Copurification of Cytosolic Fructose-1,6-bisphosphatase and Cytosolic Aldolase from Endosperm of Germinating Castor Oil Seeds

Abstract

The cytosolic isozymes of fructose-1,6-bisphosphatase (FBPase c) and aldolase (ALD c) from germinating castor oil seed endosperm (COS) ( Ricinus communis L.; cv Hale) were purified to homogeneity and final specific activities 49 and 2.8 (μmol product produced/min)/mg protein, respectively. Nondenaturing polyacrylamide gel electrophoresis of the final FBPase c preparation resolved a single protein-staining band which comigrated with FBPase activity. Two protein-staining bands of 41 and 39 kDa that occurred in an approximate 1:1 ratio were observed following sodium dodecyl sulfate-polyacrylamide gel electrophoresis of the final FBPase c preparation. Rabbit anti-(FBPase c) immune serum immunoprecipitated the activities of FBPase c, but not that of the plastidic isozyme of FBPase from germinated COS. Immunoblot analysis utilizing affinity purified anti-(COS FBPase c) immunoglobulin G established that the 39-kDa subunit of FBPase c did not arise via proteolytic cleavage of the 41-kDa subunit during tissue extraction and enzyme purification.
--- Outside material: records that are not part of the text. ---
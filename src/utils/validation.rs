use crate::utils::error::{BedtimeError, Result};
use std::collections::HashSet;

pub trait Validate {
    fn validate(&self) -> Result<()>;
}

pub fn validate_path(field_name: &str, path: &str) -> Result<()> {
    if path.is_empty() {
        return Err(BedtimeError::InvalidConfigValueError {
            field: field_name.to_string(),
            value: path.to_string(),
            reason: "Path cannot be empty".to_string(),
        });
    }

    if path.contains('\0') {
        return Err(BedtimeError::InvalidConfigValueError {
            field: field_name.to_string(),
            value: path.to_string(),
            reason: "Path contains null bytes".to_string(),
        });
    }

    Ok(())
}

pub fn validate_file_extension(field_name: &str, file: &str, allowed_extensions: &[&str]) -> Result<()> {
    let allowed_set: HashSet<&str> = allowed_extensions.iter().copied().collect();

    match std::path::Path::new(file)
        .extension()
        .and_then(|ext| ext.to_str())
    {
        Some(extension) if allowed_set.contains(extension) => Ok(()),
        Some(extension) => Err(BedtimeError::InvalidConfigValueError {
            field: field_name.to_string(),
            value: file.to_string(),
            reason: format!(
                "Unsupported file extension: {}. Allowed extensions: {}",
                extension,
                allowed_extensions.join(", ")
            ),
        }),
        None => Err(BedtimeError::InvalidConfigValueError {
            field: field_name.to_string(),
            value: file.to_string(),
            reason: "File has no extension or invalid filename".to_string(),
        }),
    }
}

pub fn validate_non_empty_string(field_name: &str, value: &str) -> Result<()> {
    if value.trim().is_empty() {
        return Err(BedtimeError::InvalidConfigValueError {
            field: field_name.to_string(),
            value: value.to_string(),
            reason: "Value cannot be empty or whitespace-only".to_string(),
        });
    }
    Ok(())
}

pub fn validate_range<T: PartialOrd + std::fmt::Display + Copy>(
    field_name: &str,
    value: T,
    min: T,
    max: T,
) -> Result<()> {
    // NaN 不會通過任何比較，所以用正向判斷
    let in_range = value >= min && value <= max;
    if !in_range {
        return Err(BedtimeError::InvalidConfigValueError {
            field: field_name.to_string(),
            value: value.to_string(),
            reason: format!("Value must be between {} and {}", min, max),
        });
    }
    Ok(())
}

/// 檢查數值是否落在 `origin + k * step` 的格點上
pub fn validate_step(field_name: &str, value: f64, origin: f64, step: f64) -> Result<()> {
    let steps = (value - origin) / step;
    if (steps - steps.round()).abs() > 1e-9 {
        return Err(BedtimeError::InvalidConfigValueError {
            field: field_name.to_string(),
            value: value.to_string(),
            reason: format!("Value must be a multiple of {} starting at {}", step, origin),
        });
    }
    Ok(())
}
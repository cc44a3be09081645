use crate::domain::model::PredictionError;
use thiserror::Error;

#[derive(Error, Debug)]
pub enum BedtimeError {
    #[error("Prediction failed: {0}")]
    Prediction(#[from] PredictionError),

    #[error("IO error: {0}")]
    IoError(#[from] std::io::Error),

    #[error("Serialization error: {0}")]
    SerializationError(#[from] serde_json::Error),

    #[error("CSV processing error: {0}")]
    CsvError(#[from] csv::Error),

    #[error("TOML parsing error: {0}")]
    TomlError(#[from] toml::de::Error),

    #[error("TOML serialization error: {0}")]
    TomlSerializeError(#[from] toml::ser::Error),

    #[error("Configuration error: {message}")]
    ConfigError { message: String },

    #[error("Configuration validation failed for '{field}': {message}")]
    ConfigValidationError { field: String, message: String },

    #[error("Invalid value '{value}' for '{field}': {reason}")]
    InvalidConfigValueError {
        field: String,
        value: String,
        reason: String,
    },

    #[error("Validation error: {message}")]
    ValidationError { message: String },

    #[error("Training error: {message}")]
    TrainingError { message: String },
}

#[derive(Debug, Clone, Copy, PartialEq, Eq)]
pub enum ErrorCategory {
    Prediction,
    Io,
    Data,
    Configuration,
    Input,
    Training,
}

#[derive(Debug, Clone, Copy, PartialEq, Eq, PartialOrd, Ord)]
pub enum ErrorSeverity {
    Low,
    Medium,
    High,
    Critical,
}

impl BedtimeError {
    pub fn category(&self) -> ErrorCategory {
        match self {
            BedtimeError::Prediction(_) => ErrorCategory::Prediction,
            BedtimeError::IoError(_) => ErrorCategory::Io,
            BedtimeError::SerializationError(_)
            | BedtimeError::CsvError(_)
            | BedtimeError::TomlSerializeError(_) => ErrorCategory::Data,
            BedtimeError::TomlError(_)
            | BedtimeError::ConfigError { .. }
            | BedtimeError::ConfigValidationError { .. }
            | BedtimeError::InvalidConfigValueError { .. } => ErrorCategory::Configuration,
            BedtimeError::ValidationError { .. } => ErrorCategory::Input,
            BedtimeError::TrainingError { .. } => ErrorCategory::Training,
        }
    }

    pub fn severity(&self) -> ErrorSeverity {
        match self.category() {
            ErrorCategory::Input => ErrorSeverity::Medium,
            ErrorCategory::Prediction
            | ErrorCategory::Data
            | ErrorCategory::Configuration
            | ErrorCategory::Training => ErrorSeverity::High,
            ErrorCategory::Io => ErrorSeverity::Critical,
        }
    }

    pub fn user_friendly_message(&self) -> String {
        match self {
            BedtimeError::Prediction(_) => {
                "Sorry, there was a problem calculating your bedtime.".to_string()
            }
            BedtimeError::IoError(e) => format!("Could not read or write a file: {}", e),
            BedtimeError::SerializationError(e) => format!("Malformed JSON data: {}", e),
            BedtimeError::CsvError(e) => format!("Malformed training data: {}", e),
            BedtimeError::TomlError(e) => format!("Malformed TOML file: {}", e),
            BedtimeError::TomlSerializeError(e) => format!("Could not write TOML: {}", e),
            BedtimeError::ConfigError { message } => format!("Configuration problem: {}", message),
            BedtimeError::ConfigValidationError { field, message } => {
                format!("Configuration field '{}' is invalid: {}", field, message)
            }
            BedtimeError::InvalidConfigValueError { field, reason, .. } => {
                format!("'{}' is invalid: {}", field, reason)
            }
            BedtimeError::ValidationError { message } => format!("Invalid input: {}", message),
            BedtimeError::TrainingError { message } => format!("Model training failed: {}", message),
        }
    }

    pub fn recovery_suggestion(&self) -> &'static str {
        match self.category() {
            ErrorCategory::Prediction => "Check that the model file exists and matches the expected format",
            ErrorCategory::Io => "Check that the path exists and is readable",
            ErrorCategory::Data => "Check the file contents for typos or missing columns",
            ErrorCategory::Configuration => "Review the configuration file and command line flags",
            ErrorCategory::Input => {
                "Use sleep between 4 and 12 hours in 0.25 steps and 1 to 12 cups of coffee"
            }
            ErrorCategory::Training => "Provide at least four varied training rows",
        }
    }
}

pub type Result<T> = std::result::Result<T, BedtimeError>;

#[cfg(test)]
mod tests {
    use super::*;

    #[test]
    fn test_prediction_error_maps_to_fixed_message() {
        let err: BedtimeError = PredictionError::ModelUnavailable {
            reason: "missing".to_string(),
        }
        .into();
        assert_eq!(err.category(), ErrorCategory::Prediction);
        assert_eq!(
            err.user_friendly_message(),
            "Sorry, there was a problem calculating your bedtime."
        );
    }

    #[test]
    fn test_severity_ordering() {
        let input = BedtimeError::ValidationError {
            message: "coffee".to_string(),
        };
        let io = BedtimeError::IoError(std::io::Error::new(std::io::ErrorKind::NotFound, "x"));
        assert_eq!(input.severity(), ErrorSeverity::Medium);
        assert_eq!(io.severity(), ErrorSeverity::Critical);
        assert!(input.severity() < io.severity());
    }
}
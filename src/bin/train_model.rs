use anyhow::Context;
use better_rest::core::training::{fit_linear, read_samples, SleepUnit};
use better_rest::core::ModelStore;
use better_rest::utils::logger;
use better_rest::LocalStorage;
use clap::Parser;

#[derive(Parser)]
#[command(name = "train_model")]
#[command(about = "Fits a linear sleep model from a CSV of wake, estimatedSleep, coffee, actualSleep")]
struct Args {
    /// Path to the training CSV
    #[arg(short, long)]
    input: String,

    /// Where to write the model (.json or .toml)
    #[arg(short, long, default_value = "models/sleep.json")]
    output: String,

    /// The actualSleep column is in seconds rather than hours
    #[arg(long)]
    seconds: bool,

    /// Fit and report without writing the model
    #[arg(long)]
    dry_run: bool,

    /// Enable verbose output
    #[arg(short, long)]
    verbose: bool,
}

#[tokio::main(flavor = "current_thread")]
async fn main() -> anyhow::Result<()> {
    let args = Args::parse();
    logger::init_cli_logger(args.verbose);

    tracing::info!("🚀 Training sleep model from {}", args.input);

    let data = tokio::fs::read(&args.input)
        .await
        .with_context(|| format!("failed to read training data '{}'", args.input))?;

    let unit = if args.seconds {
        SleepUnit::Seconds
    } else {
        SleepUnit::Hours
    };
    let samples = read_samples(data.as_slice(), unit).context("failed to parse training data")?;
    let report = fit_linear(&samples)?;

    println!("Samples:   {}", report.samples);
    println!("RMSE:      {:.4} h", report.rmse);
    println!("R²:        {:.4}", report.r_squared);
    println!("{}", serde_json::to_string_pretty(&report.coefficients)?);

    if args.dry_run {
        tracing::info!("🔍 DRY RUN MODE - model not written");
        return Ok(());
    }

    let storage = LocalStorage::new(".");
    storage
        .save_model(&args.output, &report.coefficients)
        .await
        .with_context(|| format!("failed to write model '{}'", args.output))?;

    println!("✅ Model saved to: {}", args.output);
    Ok(())
}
However, FBPase c was susceptible to degradation by endogenous protease(s) during incubation of an acidic (pH 5.9) clarified COS extract at 25°C. This proteolysis caused the production of a 32-kDa antigenic polypeptide and resulted in FBPase inactivation. Gel filtration indicated that purified FBPase c exists in at least 8 different oligomeric forms ranging in size from >2 million to <34 kDa. The majority of FBPase c, however, eluted as a 143-kDa heterotetramer. Sodium dodecyl sulfate gel electrophoresis of the final ALD c preparation yielded a single 40-kDa protein-staining polypeptide that cross-reacted with anti-(carrot ALD c) IgG. FBPase c copurified with ALD c through polyethylene glycol fractionation, Q-Sepharose, and phosphocellulose chromatographies, and the intensity of the fluorescence emission spectrum of ALD c was greatly reduced in the presence of COS FBPase c, but not rabbit muscle FBPase. These findings suggest that these two metabolically sequential enzymes might specifically interact in the cytosol of the highly gluconeogenic germinating COS. Our results also demonstrate that endogenous nonspecific acid phosphatase activity can interfere with the spectrophotometric assay for FBPase and can thus result in overestimations of FBPase activity in impure plant extracts.